Your car, tracked: The rapid rise of license plate readers

Tiburon, a tiny but wealthy town just northeast of the Golden Gate Bridge, has an uncommon distinction: it was one of the first towns in the country to mount automated license plate readers (LPRs) at its city borders—the only two roads going in and out of town. Properly, that means the cops are keeping an eye on each and every auto coming and going.

A contentious plan? Not in Tiburon, exactly where the city council approved the cameras unanimously back in November 2009.

The scanners can read 60 license plates per second, then match observed plates against a “hot list” of wanted vehicles, stolen cars, or criminal suspects. LPRs have increasingly become a mainstay of law enforcement nationwide numerous agencies tout them as a very efficient “force multiplier” for catching negative guys, most notably burglars, automobile thieves, kid molesters, kidnappers, terrorists, and—potentially—undocumented immigrants.
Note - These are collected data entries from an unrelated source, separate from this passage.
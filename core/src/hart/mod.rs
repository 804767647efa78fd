//! Hart state and the per-instruction step loop (the part of it that belongs
//! to a single hart rather than the board it's plugged into).

pub mod clint;
pub mod csr;
pub mod execute;
pub mod trap;

use crate::instruction::Instruction;
use crate::registers::{Registers, Specifier};
use crate::resources::Ram;
use crate::{PrivilegeLevel, RAM_IMAGE_OFFSET};
use log::trace;

pub use trap::Cause;

const EXTRAFLAGS_WFI_BIT: u32 = 1 << 2;
const EXTRAFLAGS_TRAP_BIT: u32 = 1 << 3;

/// A single RV32IMA hart: registers, machine CSRs, the LR/SC reservation, and
/// the WFI latch. Owns no memory and no MMIO devices; [`crate::Board`] supplies
/// those when stepping.
#[derive(Debug, Clone)]
pub struct Hart {
    pub(crate) regs: Registers,
    pub(crate) privilege: PrivilegeLevel,

    pub(crate) mstatus: u32,
    pub(crate) mtvec: u32,
    pub(crate) mscratch: u32,
    pub(crate) mepc: u32,
    pub(crate) mcause: u32,
    pub(crate) mtval: u32,
    pub(crate) mie: u32,
    pub(crate) mip: u32,

    /// Retired-instruction count, also serving as `mtime`: this core treats
    /// cycle count and time as the same monotonic counter. Stored as a 64-bit
    /// value; `cyclel`/`cycleh` expose it as the low/high 32-bit halves the
    /// architectural CSRs need.
    cycle: u64,

    /// Active LR reservation, or `None`.
    pub(crate) reservation: Option<u32>,

    pub(crate) wfi: bool,

    /// Set while a trap is being delivered, cleared before the next
    /// instruction retires. Exists only so `extraflags` bit 3 has something
    /// truthful to report; no code in this workspace reads it back.
    trapped_this_step: bool,
}

/// `mstatus.MIE`, bit 3.
pub(crate) const MSTATUS_MIE: u32 = 1 << 3;
/// `mstatus.MPIE`, bit 7.
pub(crate) const MSTATUS_MPIE: u32 = 1 << 7;
/// `mstatus.MPP`, bits 12:11.
pub(crate) const MSTATUS_MPP_SHIFT: u32 = 11;
pub(crate) const MSTATUS_MPP_MASK: u32 = 0b11 << MSTATUS_MPP_SHIFT;

/// `mip`/`mie` bit for the machine software interrupt.
pub const MIP_MSIP: u32 = 1 << 3;
/// `mip`/`mie` bit for the machine timer interrupt.
pub const MIP_MTIP: u32 = 1 << 7;

impl Hart {
    /// Resets a hart: all `x` registers zero, `pc = RAM_IMAGE_OFFSET`, `a0`
    /// (hart id) and `a1` (DTB address) set, privilege machine, interrupts
    /// globally disabled, no reservation, not waiting.
    pub fn new(hart_id: u32, dtb_addr: u32) -> Self {
        let mut regs = Registers::new(RAM_IMAGE_OFFSET);
        regs.set_x(Specifier::from_u5(10), hart_id);
        regs.set_x(Specifier::from_u5(11), dtb_addr);
        Self {
            regs,
            privilege: PrivilegeLevel::Machine,
            mstatus: 0,
            mtvec: 0,
            mscratch: 0,
            mepc: 0,
            mcause: 0,
            mtval: 0,
            mie: 0,
            mip: 0,
            cycle: 0,
            reservation: None,
            wfi: false,
            trapped_this_step: false,
        }
    }

    pub fn pc(&self) -> u32 {
        self.regs.pc()
    }

    pub fn x(&self, specifier: Specifier) -> u32 {
        self.regs.x(specifier)
    }

    pub fn privilege(&self) -> PrivilegeLevel {
        self.privilege
    }

    pub fn is_waiting_for_interrupt(&self) -> bool {
        self.wfi
    }

    /// The 64-bit retired-instruction / `mtime` counter.
    pub fn cycle(&self) -> u64 {
        self.cycle
    }

    pub fn cyclel(&self) -> u32 {
        self.cycle as u32
    }

    pub fn cycleh(&self) -> u32 {
        (self.cycle >> 32) as u32
    }

    pub fn mcause(&self) -> u32 {
        self.mcause
    }

    pub fn mtval(&self) -> u32 {
        self.mtval
    }

    pub fn mepc(&self) -> u32 {
        self.mepc
    }

    pub fn mtvec(&self) -> u32 {
        self.mtvec
    }

    /// Advances the time/cycle counter by `delta` without retiring an
    /// instruction. Used by the step loop to fold in the host's
    /// elapsed-microseconds hint.
    pub(crate) fn advance_time(&mut self, delta: u64) {
        self.cycle = self.cycle.wrapping_add(delta);
    }

    pub(crate) fn set_mtip(&mut self, pending: bool) {
        if pending {
            self.mip |= MIP_MTIP;
        } else {
            self.mip &= !MIP_MTIP;
        }
    }

    pub(crate) fn has_pending_interrupt(&self) -> bool {
        self.pending_interrupt().is_some()
    }

    /// Packs privilege/WFI/trap-latch state into the host-inspectable
    /// `extraflags` word.
    pub fn extraflags(&self) -> u32 {
        let mut flags = self.privilege.as_u2() as u32;
        if self.wfi {
            flags |= EXTRAFLAGS_WFI_BIT;
        }
        if self.trapped_this_step {
            flags |= EXTRAFLAGS_TRAP_BIT;
        }
        flags
    }

    /// Returns the lowest-numbered pending-and-enabled interrupt bit, if any
    /// is both set in `mip` and enabled in `mie`, gated on the global-enable
    /// rule: `mstatus.MIE` set, or privilege below machine mode.
    fn pending_interrupt(&self) -> Option<u32> {
        let globally_enabled =
            self.privilege != PrivilegeLevel::Machine || self.mstatus & MSTATUS_MIE != 0;
        if !globally_enabled {
            return None;
        }
        let pending = self.mip & self.mie;
        if pending & MIP_MTIP != 0 {
            Some(7)
        } else if pending & MIP_MSIP != 0 {
            Some(3)
        } else {
            None
        }
    }

    /// Runs up to `max_insns` retirements, stopping early on a host-hook exit
    /// (SYSCON) or, in strict mode, on the first unrecovered fault. This is the
    /// inner loop; [`crate::Board::step`] wraps it with the time-advance and
    /// WFI bookkeeping that spans the hart and its MMIO devices.
    pub(crate) fn run_batch(
        &mut self,
        ram: &mut Ram,
        host: &mut impl crate::bus::MmioHost,
        max_insns: u32,
        strict: bool,
    ) -> BatchOutcome {
        let mut memory = crate::board::HartMemory::new(ram, host);
        for _ in 0..max_insns {
            self.trapped_this_step = false;
            if let Some(irq_bit) = self.pending_interrupt() {
                self.mip &= !(1 << irq_bit);
                self.wfi = false;
                trap::enter_interrupt(self, irq_bit);
                if let Some(code) = memory.take_host_exit() {
                    return BatchOutcome::HostExit(code);
                }
                continue;
            }

            let pc = self.pc();
            let outcome = match memory.fetch(pc) {
                Ok(ir) => {
                    trace!("fetched {ir:#010x} at pc {pc:#010x}");
                    match Instruction::decode(ir) {
                        Ok(instruction) => {
                            execute::Executor::new(self, &mut memory).execute(instruction)
                        }
                        Err(_) => Some((Cause::IllegalInstruction, ir)),
                    }
                }
                Err(cause) => Some((cause, pc)),
            };

            if let Some((cause, tval)) = outcome {
                if strict && cause != Cause::Breakpoint {
                    return BatchOutcome::Fault;
                }
                trap::enter_exception(self, cause, pc, tval);
            } else {
                self.cycle = self.cycle.wrapping_add(1);
            }

            if let Some(code) = memory.take_host_exit() {
                return BatchOutcome::HostExit(code);
            }
        }
        BatchOutcome::Completed
    }
}

/// What happened while running a batch of instructions.
#[derive(Debug, Clone, Copy, Eq, PartialEq)]
pub(crate) enum BatchOutcome {
    Completed,
    HostExit(u32),
    Fault,
}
Today, tens of thousands of LPRs are getting employed by law enforcement agencies all over the country—practically each week, local media about the country report on some LPR expansion. But the system’s unchecked and largely unmonitored use raises significant privacy concerns. License plates, dates, times, and locations of all automobiles observed are kept in law enforcement databases for months or even years at a time. In the worst situation, the New York State Police keeps all of its LPR information indefinitely. No universal standard governs how long data can or should be retained.

Not surprisingly, the expanded use of LPRs has drawn the ire of privacy watchdogs. In late July 2012, the American Civil Liberties Union and its affiliates sent requests to regional police departments and state agencies across 38 states to request details on how LPRs are utilized.

As I headed into the picturesque town last month for a meeting with local police, I kept a lookout for the LPRs. Tiburon Boulevard, along the city’s southern coastal edge, is a lovely stretch of road overlooking a little bay that feeds into the San Francisco Bay. On summer season days, cyclists and runners take to a trail along the water’s edge. And It was there that I spotted the cameras, mounted on a traffic island just west of the intersection with Blackfield Drive.

Cameras point in every single direction of targeted traffic, each one trained on two lanes. The LPRs, with their sleek cylindrical design and style, look comparable to a surveillance camera or a speed camera. They provide no indication of what they do, nor would you know by looking that have become the newest object of contention in the lengthy-running war amongst “security” and “privacy.” But as I drove into town to interview Captain David Hutton and Chief Michael Cronin of the Tiburon Police Department, the cameras did their silent work: my plate was scanned, parsed, and logged in the name of security.

I met Capt. Hutton in a police conference space Chief Cronin, recovering at property after surgery, joined us by telephone. First, the officers made the case that LPRs really do give a lot more security to towns like Tiburon. After we hung up with Chief Cronin, Capt. Hutton obligingly showed me the database entries for my own arrival.

Four of Tiburon’s six LPRs are mounted on Tiburon Boulevard, close to Blackfield Drive.

Cyrus Farivar

Hitting the hot list

The whole LPR setup, such as the six new cameras, price $130,000. Funding came in part from the Marin County Sheriff’s Department and the adjacent City of Belvedere as a outcome, these other entities also get access to the Tiburon camera information.

The cameras run continually, seeking for hot listed plates. When they spot one, the system sends automated alerts directly to officers’ in-car and in-office computers and to the Marin County Sheriff’s communications desk (which does dispatching for Tiburon). The alerts offer a photo of the auto in query, the date, the time, and which certain camera spotted the vehicle.

Aid us watch the watchers

In the course of this story, Ars e-mailed the state law enforcement agencies of all 50 states to understand a lot more about how LPRs are utilised we received replies from just a handful. We followed up with FOIA and public data requests asking for LPR obtain orders, privacy guidelines, and other documents from ten state, ten neighborhood, and three federal agencies, which includes the FBI, the DEA, and Customs and Border Protection.